Nie oglądali, ale opiniowali
Samorząd uczniowski Zespołu Szkół Budowlanych i Elektrycznych wziął w obronę dwóch z ośmiu najbardziej agresywnych młodych ludzi, którzy w maju znęcali się nad nauczycielem angielskiego. Nad poręczeniem zastanawia się dyrektorka szkoły. Wciąż nie ma także decyzji co do dwóch wicedyrektorek tej placówki. Na ich odwołanie zgadzają się kuratorium i prezydent Torunia.
17.09.2003 10:23
Pisaliśmy już, że rada pedagogiczna "budowlanki" w ubiegły piątek zdecydowała o relegowaniu ze szkoły ośmiu uczniów dręczących nauczyciela podczas lekcji angielskiego. Żeby wykonać orzeczone kary, brakowało jedynie opinii samorządu szkolnego. W poniedziałek, o czym również informowaliśmy, przedstawiono przewinienia uczniów technikum trójkom klasowym ze wszystkich pozostałych oddziałów.
- Daliśmy im listę przewinień. Nie chcieliśmy, żeby oglądali film z tamtej koszmarnej lekcji. Uznaliśmy, że jest on zbyt drastyczny - twierdzi Teresa Błaszkiewicz, dyrektor Zespołu Szkół Budowlanych i Elektrycznych. - Na liście znalazło się, między innymi, wulgarne słownictwo, agresja, prowokowanie do agresji i zachowania seksualne.
Szybka klauzula
We wtorek uczniowie zgodzili się na usunięcie z szkoły sześciu swoich kolegów i zdecydowali o poręczeniu za dwóch z nich. Opinia samorządu nie jest wiążąca dla dyrektora szkoły.
- Nie zdecydowałam jeszcze, co stanie się z tą dwójką uczniów - mówi Teresa Błaszkiewicz. - Wiem jednak, że w przypadku trzech najbardziej agresywnych wydam decyzje o skreśleniu ich z listy uczniów z klauzulą natychmiastowej wykonalności. Pozostała trójka także zostanie usunięta ze szkoły, ale najprawdopodobniej bez dodatkowych rygorów.

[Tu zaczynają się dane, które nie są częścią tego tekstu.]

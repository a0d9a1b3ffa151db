use crate::gc::{Address, Region};
use crate::mem;
use crate::object::{fill_region, MIN_OBJECT_SIZE};

// smallest range worth keeping, anything below stays a filler
pub const MIN_FREE_SIZE: usize = 4 * mem::WORD;

const SIZE_CLASSES: usize = 12;

/// Segregated free list of unused ranges inside pages. Every range stays
/// covered by a free object so that pages remain iterable.
pub struct FreeList {
    classes: Vec<Vec<Region>>,
    total: usize,
}

impl FreeList {
    pub fn new() -> FreeList {
        FreeList {
            classes: (0..SIZE_CLASSES).map(|_| Vec::new()).collect(),
            total: 0,
        }
    }

    pub fn add(&mut self, start: Address, end: Address) {
        if start == end {
            return;
        }

        fill_region(start, end);
        let size = end.offset_from(start);

        if size < MIN_FREE_SIZE {
            return;
        }

        self.classes[size_class(size)].push(Region::new(start, end));
        self.total += size;
    }

    /// Takes a range of at least `size` bytes. The range keeps its filler
    /// until the caller overwrites it.
    pub fn alloc(&mut self, size: usize) -> Option<Region> {
        let first = size_class(size);

        // the own class holds ranges of mixed size, later classes always fit
        if let Some(pos) = self.classes[first].iter().position(|r| r.size() >= size) {
            let region = self.classes[first].swap_remove(pos);
            self.total -= region.size();
            return Some(region);
        }

        for class in first + 1..SIZE_CLASSES {
            if let Some(region) = self.classes[class].pop() {
                self.total -= region.size();
                return Some(region);
            }
        }

        None
    }

    /// Allocates exactly `size` bytes and returns the remainder of the
    /// range to the list.
    pub fn alloc_exact(&mut self, size: usize) -> Option<Address> {
        debug_assert!(size >= MIN_OBJECT_SIZE);
        let region = self.alloc(size)?;
        let object = region.start;
        self.add(object.offset(size), region.end);
        Some(object)
    }

    /// ranges overlapping `region`, used when a page gets released
    pub fn remove_within(&mut self, region: Region) {
        for class in &mut self.classes {
            class.retain(|free| {
                let keep = !region.fully_contains(free);
                if !keep {
                    self.total -= free.size();
                }
                keep
            });
        }
    }

    pub fn total(&self) -> usize {
        self.total
    }

    pub fn is_empty(&self) -> bool {
        self.total == 0
    }

    pub fn clear(&mut self) {
        for class in &mut self.classes {
            class.clear();
        }
        self.total = 0;
    }
}

impl Default for FreeList {
    fn default() -> FreeList {
        FreeList::new()
    }
}

fn size_class(size: usize) -> usize {
    let words = size / mem::WORD;
    let class = (usize::BITS - words.leading_zeros()) as usize;
    // MIN_FREE_SIZE has four words, which lands in class 3
    class.saturating_sub(3).min(SIZE_CLASSES - 1)
}

#[cfg(test)]
mod tests {
    use super::*;

    fn memory(words: usize) -> (Vec<usize>, Address) {
        let mut memory = vec![0usize; words];
        let start = Address::from_ptr(memory.as_mut_ptr());
        (memory, start)
    }

    #[test]
    fn test_size_classes() {
        assert_eq!(0, size_class(MIN_FREE_SIZE));
        assert_eq!(0, size_class(7 * mem::WORD));
        assert_eq!(1, size_class(8 * mem::WORD));
        assert_eq!(SIZE_CLASSES - 1, size_class(usize::MAX / 2));
    }

    #[test]
    fn test_alloc_and_split() {
        let (_memory, start) = memory(64);
        let mut free_list = FreeList::new();
        free_list.add(start, start.add_ptr(64));
        assert_eq!(64 * mem::WORD, free_list.total());

        let object = free_list.alloc_exact(4 * mem::WORD).expect("no memory");
        assert_eq!(start, object);
        assert_eq!(60 * mem::WORD, free_list.total());

        let second = free_list.alloc_exact(60 * mem::WORD).expect("no memory");
        assert_eq!(start.add_ptr(4), second);
        assert!(free_list.is_empty());
        assert!(free_list.alloc(MIN_FREE_SIZE).is_none());
    }

    #[test]
    fn test_small_ranges_become_fillers() {
        let (_memory, start) = memory(8);
        let mut free_list = FreeList::new();
        free_list.add(start, start.add_ptr(2));
        assert!(free_list.is_empty());
        assert!(start.to_obj().is_filler());
        assert_eq!(2 * mem::WORD, start.to_obj().size());
    }

    #[test]
    fn test_remove_within() {
        let (_memory, start) = memory(64);
        let mut free_list = FreeList::new();
        free_list.add(start, start.add_ptr(16));
        free_list.add(start.add_ptr(32), start.add_ptr(64));

        free_list.remove_within(Region::new(start, start.add_ptr(32)));
        assert_eq!(32 * mem::WORD, free_list.total());
    }
}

Klauzula natychmiastowej wykonalności oznacza, że w momencie, kiedy uczniowie otrzymają administracyjne decyzje o relegowaniu ich ze szkoły, nie mają prawa uczęszczać na zajęcia. Nawet kiedy będą się odwoływać. Nie oznacza to zakazu wstępu do szkoły, bo w najbliższym czasie będą oni musieli, między innymi, załatwić różne formalności w sekretariacie.

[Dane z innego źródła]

use clap::{Args, Parser};

use gengc_runtime::{CompactionMode, GcError, GcFlags, MemSize};

#[derive(Parser)]
#[command(
    name = "gengc",
    version,
    about = "Runs a randomized allocation workload against the gengc collector"
)]
pub struct Cli {
    #[command(flatten)]
    pub workload: WorkloadFlags,

    #[command(flatten)]
    pub gc: CollectorFlags,
}

#[derive(Args, Clone, Debug)]
pub struct WorkloadFlags {
    /// Number of mutator threads
    #[arg(long, default_value_t = 4)]
    pub threads: usize,

    /// Allocations per mutator thread
    #[arg(long, default_value_t = 200_000)]
    pub iterations: usize,

    /// Number of object slots each thread keeps alive
    #[arg(long, default_value_t = 1024)]
    pub live_slots: usize,

    /// Seed for the random number generator
    #[arg(long, default_value_t = 0x5eed)]
    pub seed: u64,

    /// Percentage of allocations that are large byte arrays
    #[arg(long, default_value_t = 1)]
    pub large_percent: u32,

    /// Percentage of allocations that are pinned while live
    #[arg(long, default_value_t = 1)]
    pub pinned_percent: u32,

    /// Percentage of allocations with a finalizer
    #[arg(long, default_value_t = 2)]
    pub finalizable_percent: u32,

    /// Collect explicitly every N allocations, 0 disables induced collections
    #[arg(long, default_value_t = 0)]
    pub induced_every: usize,
}

#[derive(Args, Default)]
pub struct CollectorFlags {
    /// Collect garbage at every allocation
    #[arg(long)]
    pub gc_stress: bool,

    /// Minor collection at every allocation
    #[arg(long)]
    pub gc_stress_minor: bool,

    /// Print GC statistics
    #[arg(long)]
    pub gc_stats: bool,

    /// Verbose GC
    #[arg(long)]
    pub gc_verbose: bool,

    /// Log every GC phase
    #[arg(long)]
    pub gc_dev_verbose: bool,

    /// Verify heap before and after collections
    #[arg(long)]
    pub gc_verify: bool,

    /// Number of GC worker threads, 0 uses one per cpu
    #[arg(long)]
    pub gc_worker: Option<usize>,

    /// Allocation budget of the youngest generation
    #[arg(long, value_parser = parse_mem_size)]
    pub gc_young_size: Option<MemSize>,

    /// Allocation budget of the middle generation
    #[arg(long, value_parser = parse_mem_size)]
    pub gc_middle_size: Option<MemSize>,

    /// Size of thread-local allocation buffers
    #[arg(long, value_parser = parse_mem_size)]
    pub tlab_size: Option<MemSize>,

    /// Compaction policy (never, always, auto)
    #[arg(long, value_parser = parse_compaction)]
    pub gc_compaction: Option<CompactionMode>,

    /// Compact full collections more eagerly (0-9)
    #[arg(long)]
    pub gc_conserve_memory: Option<usize>,

    /// Capacity of the pin queue
    #[arg(long)]
    pub gc_pin_queue: Option<usize>,

    /// Disable cementing of pinned old-to-young targets
    #[arg(long)]
    pub gc_disable_cementing: bool,

    /// Pin count after which a cemented object stays cemented
    #[arg(long)]
    pub gc_cement_threshold: Option<usize>,

    /// Attempts to suspend the mutators before giving up on a collection
    #[arg(long)]
    pub gc_suspend_retries: Option<usize>,

    /// Request background collections (recorded only)
    #[arg(long)]
    pub gc_concurrent: bool,

    /// Request server collections (recorded only)
    #[arg(long)]
    pub gc_server: bool,

    /// Set minimum heap size
    #[arg(long, value_parser = parse_mem_size)]
    pub min_heap_size: Option<MemSize>,

    /// Set maximum heap size
    #[arg(long, value_parser = parse_mem_size)]
    pub max_heap_size: Option<MemSize>,
}

impl CollectorFlags {
    pub fn to_gc_flags(&self) -> Result<GcFlags, GcError> {
        let mut flags = GcFlags::default();

        if let Some(size) = self.max_heap_size {
            flags.max_heap_size = *size;
            flags.min_heap_size = flags.min_heap_size.min(*size);
        }

        if let Some(size) = self.min_heap_size {
            flags.min_heap_size = *size;
        }

        if let Some(size) = self.gc_young_size {
            flags.gen0_budget = *size;
        }

        if let Some(size) = self.gc_middle_size {
            flags.gen1_budget = *size;
        }

        if let Some(size) = self.tlab_size {
            flags.tlab_size = *size;
        }

        if let Some(workers) = self.gc_worker {
            flags.gc_workers = if workers == 0 {
                num_cpus::get()
            } else {
                workers
            };
        }

        if let Some(mode) = self.gc_compaction {
            flags.compaction = mode;
        }

        if let Some(level) = self.gc_conserve_memory {
            if level > 9 {
                return Err(GcError::InvalidConfig {
                    key: "gc-conserve-memory".into(),
                    value: level.to_string(),
                });
            }

            flags.conserve_memory = level;
        }

        if let Some(capacity) = self.gc_pin_queue {
            flags.pin_queue_capacity = capacity;
        }

        if let Some(threshold) = self.gc_cement_threshold {
            flags.cement_threshold = threshold;
        }

        if let Some(retries) = self.gc_suspend_retries {
            flags.suspend_retries = retries;
        }

        flags.cementing = !self.gc_disable_cementing;
        flags.gc_stress = self.gc_stress;
        flags.gc_stress_minor = self.gc_stress_minor;
        flags.gc_verify = self.gc_verify;
        flags.gc_verbose = self.gc_verbose;
        flags.gc_dev_verbose = self.gc_dev_verbose;
        flags.gc_stats = self.gc_stats;
        flags.concurrent = self.gc_concurrent;
        flags.server = self.gc_server;

        flags.validate()?;
        Ok(flags)
    }
}

fn parse_mem_size(value: &str) -> Result<MemSize, String> {
    value.parse()
}

fn parse_compaction(value: &str) -> Result<CompactionMode, String> {
    value.parse()
}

Od poniedziałku dotychczasowy wychowawca klasy, w której doszło do skandalicznego traktowania nauczyciela, nie pełni już swojej funkcji. Na tym stanowisku zastąpiła go szkolna pedagog wspomagana przez psychologa z Poradni Psychologiczno-Pedagogicznej.
Nie wiadomo też, jakie będą losy pozostałej części tej klasy. Po odejściu ukaranych uczniów będzie liczyła ona zaledwie 15 osób. - W gminie Toruń tak małe klasy nie istnieją. Najprawdopodobniej jej uczniowie zostaną przeniesieni do równoległych oddziałów technikum budowlanego. W tej chwili, razem z tą klasą mamy ich trzy - dodaje Teresa Błaszkiewicz.
Prawna ochrona
To nie koniec zmian w "budowlance". Wczoraj pozytywną opinię w sprawie usunięcia Magdaleny Górzyńskiej i Elżbiety Tuminowskiej-Bez ze stanowisk wicedyrektorów wydał prezydent Torunia. W poniedziałek tak samo wypowiedziało się w tej kwestii kuratorium. Pań, które w ubiegłym roku kierowały szkołą, broniła jedynie rada pedagogiczna, która w tajnym głosowaniu opowiedziała się za postawieniem ich na stanowiskach.
- Nadal jestem za odwołaniem dyrektorek, nic się w mojej opinii na ten temat nie zmieniło. Po prostu uważam, że obie panie są tak zajęte wyjaśnieniem spraw z przeszłości, że nie mogą się poświęcić pracy nad przyszłością naszej szkoły. Zdaję sobie sprawę z tego, że odwołanie to skomplikowana prawnie sprawa. Obie są pedagogami chronionymi przez Kartę Nauczyciela. Chcę tę sprawę poprowadzić tak, by była zupełnie jasna pod względem prawnym - argumentuje Teresa Błaszkiewicz.